Block or rate‑limit abusive login attempts (examples require appropriate modules such as mod_rewrite, mod_authz_host, or third‑party tools like ModSecurity or mod_evasive).
Deny by IP (Apache 2.4+):
# wp-login.php: allow specific IPs only
<Files "wp-login.php">
Require ip 203.0.113.15 203.0.113.16
</Files>
Send 401/403 to a static error page:
ErrorDocument 401 /401.html
ErrorDocument 403 /403.html
Consider ModSecurity rulesets (e.g., OWASP CRS) to detect and block brute‑force patterns at the server layer.
Rate‑limit login and XML‑RPC:
# Define a shared zone for rate limiting
limit_req_zone $binary_remote_addr zone=logins:10m rate=10r/m;
server {
# ...
location = /wp-login.php {
limit_req zone=logins burst=20 nodelay;
include fastcgi_params;
# pass to PHP-FPM or upstream as usual
}
location = /xmlrpc.php {
limit_req zone=logins burst=20 nodelay;
include fastcgi_params;
# pass to PHP-FPM or upstream as usual
}
}
Deny by IP:
location = /wp-login.php {
allow 203.0.113.15;
allow 203.0.113.16;
deny all;
# pass to PHP-FPM or upstream as usual
}
Custom error pages:
error_page 401 /401.html;
error_page 403 /403.html;
Password‑protect /wp-login.php with Basic Auth:
# Hash passwords first: `caddy hash-password`
basicauth /wp-login.php {
user1 JDJhJDEw$example-hash-value...
# add more users as needed (one per line)
}
Caddy requires hashed passwords in the Caddyfile.
Limit access to /wp-login.php by IP:
@blacklist {
not client_ip forwarded 203.0.113.15 203.0.113.16
path /wp-login.php
}
respond @blacklist "Forbidden" 403 {
close
}
Return 401 for /wp-admin/* and serve a custom error page:
@wpadmin path /wp-admin/*
respond @wpadmin "Unauthorized" 401
handle_errors {
@need401 status 401
rewrite @need401 /401.html
file_server
}
Deny “no‑referrer” POSTs to login/comments (optional, use with caution):
# Legitimate clients or privacy tools may omit Referer; test before enforcing.
@protected path_regexp protected (wp-comments-post|wp-login).php$
@no_referer {
not header Referer https://{host}*
method POST
}
abort @no_referer
Using
abortimmediately drops the connection, which is efficient for bots.
For more Caddy discussion and rationale, see: Using Caddy to deter brute force attacks in WordPress (community thread).
Restrict WP Admin by IP using web.config:
<location path="wp-admin">
<system.webServer>
<security>
<ipSecurity allowUnlisted="false">
<add ipAddress="203.0.113.15" allowed="true" />
<add ipAddress="203.0.113.16" allowed="true" />
</ipSecurity>
</security>
</system.webServer>
</location>
Custom 401 page:
<system.webServer>
<httpErrors errorMode="Custom">
<remove statusCode="401" />
<error statusCode="401" path="/401.html" responseMode="File" />
</httpErrors>
</system.webServer>
A managed WAF (Cloudflare, Sucuri, or your hosting provider) can:
– Filter known bad IPs and automated login attempts at the edge.
– Enforce bot management, challenge‑pages, and login‑specific rules.
– Apply rate limits to /wp-login.php and /xmlrpc.php globally.
– Add CAPTCHA/turnstile challenges for suspicious requests.
Advantage: traffic is blocked before reaching your server, preserving resources during high‑volume attacks.
admin.
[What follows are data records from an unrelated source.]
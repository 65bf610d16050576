//! Watchlist records and watched-episode tracking.

pub mod store;

use chrono::{DateTime, Utc};
use color_eyre::{eyre::eyre, Result};
use serde::{Deserialize, Serialize};
use std::collections::BTreeSet;
use std::fmt;

use crate::catalog::{Anime, JikanAnime};

pub use store::WatchlistStore;

/// Highest episode number the tracker accepts.
pub const MAX_EPISODE: u32 = 5000;

// ============================================================================
// Keys
// ============================================================================

/// Catalog a watchlist id belongs to.
#[derive(Debug, Clone, Copy, PartialEq, Eq, Hash, Serialize, Deserialize)]
#[serde(rename_all = "lowercase")]
pub enum Source {
  AniList,
  Mal,
}

impl Source {
  pub fn as_str(self) -> &'static str {
    match self {
      Source::AniList => "anilist",
      Source::Mal => "mal",
    }
  }

  pub fn parse(raw: &str) -> Result<Self> {
    match raw {
      "anilist" => Ok(Source::AniList),
      "mal" => Ok(Source::Mal),
      other => Err(eyre!("Unknown watchlist source: {}", other)),
    }
  }
}

/// Identifies one record within a user's watchlist.
#[derive(Debug, Clone, Copy, PartialEq, Eq, Hash)]
pub struct RecordKey {
  pub source: Source,
  pub id: u64,
}

impl RecordKey {
  pub fn anilist(id: u64) -> Self {
    Self {
      source: Source::AniList,
      id,
    }
  }

  pub fn mal(id: u64) -> Self {
    Self {
      source: Source::Mal,
      id,
    }
  }
}

impl fmt::Display for RecordKey {
  fn fmt(&self, f: &mut fmt::Formatter<'_>) -> fmt::Result {
    match self.source {
      Source::AniList => write!(f, "{}", self.id),
      Source::Mal => write!(f, "mal:{}", self.id),
    }
  }
}

// ============================================================================
// EpisodeSet
// ============================================================================

/// Watched episode numbers, unique and ascending. Serialized as a JSON array.
#[derive(Debug, Clone, Default, PartialEq, Eq, Serialize, Deserialize)]
#[serde(try_from = "Vec<u32>", into = "Vec<u32>")]
pub struct EpisodeSet(BTreeSet<u32>);

impl EpisodeSet {
  pub fn new() -> Self {
    Self::default()
  }

  /// Flip `episode` between watched and unwatched. Returns the new state.
  pub fn toggle(&mut self, episode: u32) -> Result<bool> {
    if episode == 0 {
      return Err(eyre!("Episode numbers start at 1"));
    }
    if episode > MAX_EPISODE {
      return Err(eyre!("Episode {} is past the last trackable episode", episode));
    }
    if self.0.remove(&episode) {
      Ok(false)
    } else {
      self.0.insert(episode);
      Ok(true)
    }
  }

  /// Mark every episode in `1..=through` as watched, stopping at
  /// `MAX_EPISODE`. Returns how many were added.
  pub fn mark_through(&mut self, through: u32) -> usize {
    let before = self.0.len();
    self.0.extend(1..=through.min(MAX_EPISODE));
    self.0.len() - before
  }

  pub fn contains(&self, episode: u32) -> bool {
    self.0.contains(&episode)
  }

  pub fn len(&self) -> usize {
    self.0.len()
  }

  pub fn is_empty(&self) -> bool {
    self.0.is_empty()
  }

  /// Highest watched episode.
  pub fn last(&self) -> Option<u32> {
    self.0.last().copied()
  }

  pub fn iter(&self) -> impl Iterator<Item = u32> + '_ {
    self.0.iter().copied()
  }
}

impl TryFrom<Vec<u32>> for EpisodeSet {
  type Error = String;

  fn try_from(episodes: Vec<u32>) -> std::result::Result<Self, Self::Error> {
    if episodes.contains(&0) {
      return Err("episode numbers start at 1".to_string());
    }
    if episodes.iter().any(|&ep| ep > MAX_EPISODE) {
      return Err(format!("episode numbers stop at {}", MAX_EPISODE));
    }
    Ok(Self(episodes.into_iter().collect()))
  }
}

impl From<EpisodeSet> for Vec<u32> {
  fn from(set: EpisodeSet) -> Self {
    set.0.into_iter().collect()
  }
}

// ============================================================================
// WatchlistRecord
// ============================================================================

/// One anime on a user's watchlist.
#[derive(Debug, Clone, PartialEq, Serialize, Deserialize)]
pub struct WatchlistRecord {
  /// Catalog `id` comes from
  pub source: Source,
  pub id: u64,
  pub mal_id: Option<u64>,
  pub title: String,
  pub image_url: Option<String>,
  pub total_episodes: Option<u32>,
  pub episodes_watched: EpisodeSet,
  pub added_at: DateTime<Utc>,
}

impl WatchlistRecord {
  pub fn from_anime(anime: &Anime) -> Self {
    Self {
      source: Source::AniList,
      id: anime.id,
      mal_id: anime.id_mal,
      title: anime.display_title().to_string(),
      image_url: anime.image_url().map(String::from),
      total_episodes: anime.episodes,
      episodes_watched: EpisodeSet::new(),
      added_at: Utc::now(),
    }
  }

  /// Record for an anime known only from MyAnimeList, keyed by its MAL id.
  pub fn from_jikan(anime: &JikanAnime) -> Self {
    Self {
      source: Source::Mal,
      id: anime.mal_id,
      mal_id: Some(anime.mal_id),
      title: anime.display_title().to_string(),
      image_url: anime.image_url().map(String::from),
      total_episodes: anime.episodes,
      episodes_watched: EpisodeSet::new(),
      added_at: Utc::now(),
    }
  }

  pub fn key(&self) -> RecordKey {
    RecordKey {
      source: self.source,
      id: self.id,
    }
  }

  /// Last episode that can be marked: the known total, else `MAX_EPISODE`.
  pub fn last_episode(&self) -> u32 {
    match self.total_episodes {
      Some(total) if total > 0 => total.min(MAX_EPISODE),
      _ => MAX_EPISODE,
    }
  }

  /// Flip one episode, rejecting numbers past the known total.
  pub fn toggle_episode(&mut self, episode: u32) -> Result<bool> {
    if episode > self.last_episode() {
      return Err(eyre!(
        "{} has only {} episodes",
        self.title,
        self.last_episode()
      ));
    }
    self.episodes_watched.toggle(episode)
  }

  /// Mark `1..=through` watched, clamped to `last_episode`. Returns the
  /// episode marking actually stopped at.
  pub fn mark_through(&mut self, through: u32) -> u32 {
    let through = through.min(self.last_episode());
    self.episodes_watched.mark_through(through);
    through
  }

  /// Watched share of the total, 0 when the total is unknown.
  pub fn progress_percent(&self) -> f64 {
    match self.total_episodes {
      Some(total) if total > 0 => self.episodes_watched.len() as f64 / total as f64 * 100.0,
      _ => 0.0,
    }
  }
}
Create a separate admin account and demote or remove legacy users.Older guidance often recommended heavy .htaccess rewrites, country IP blocklists, or BasicAuth over the entire /wp-admin directory. Today these measures are either unreliable, break AJAX‑based plugins, or degrade user experience. Prefer edge‑level WAF, 2FA, passkeys, and targeted rate‑limiting instead. When you do apply server‑level blocks, scope them narrowly (e.g., /wp-login.php, /xmlrpc.php) and document exceptions your site needs (mobile apps, Jetpack, SSO).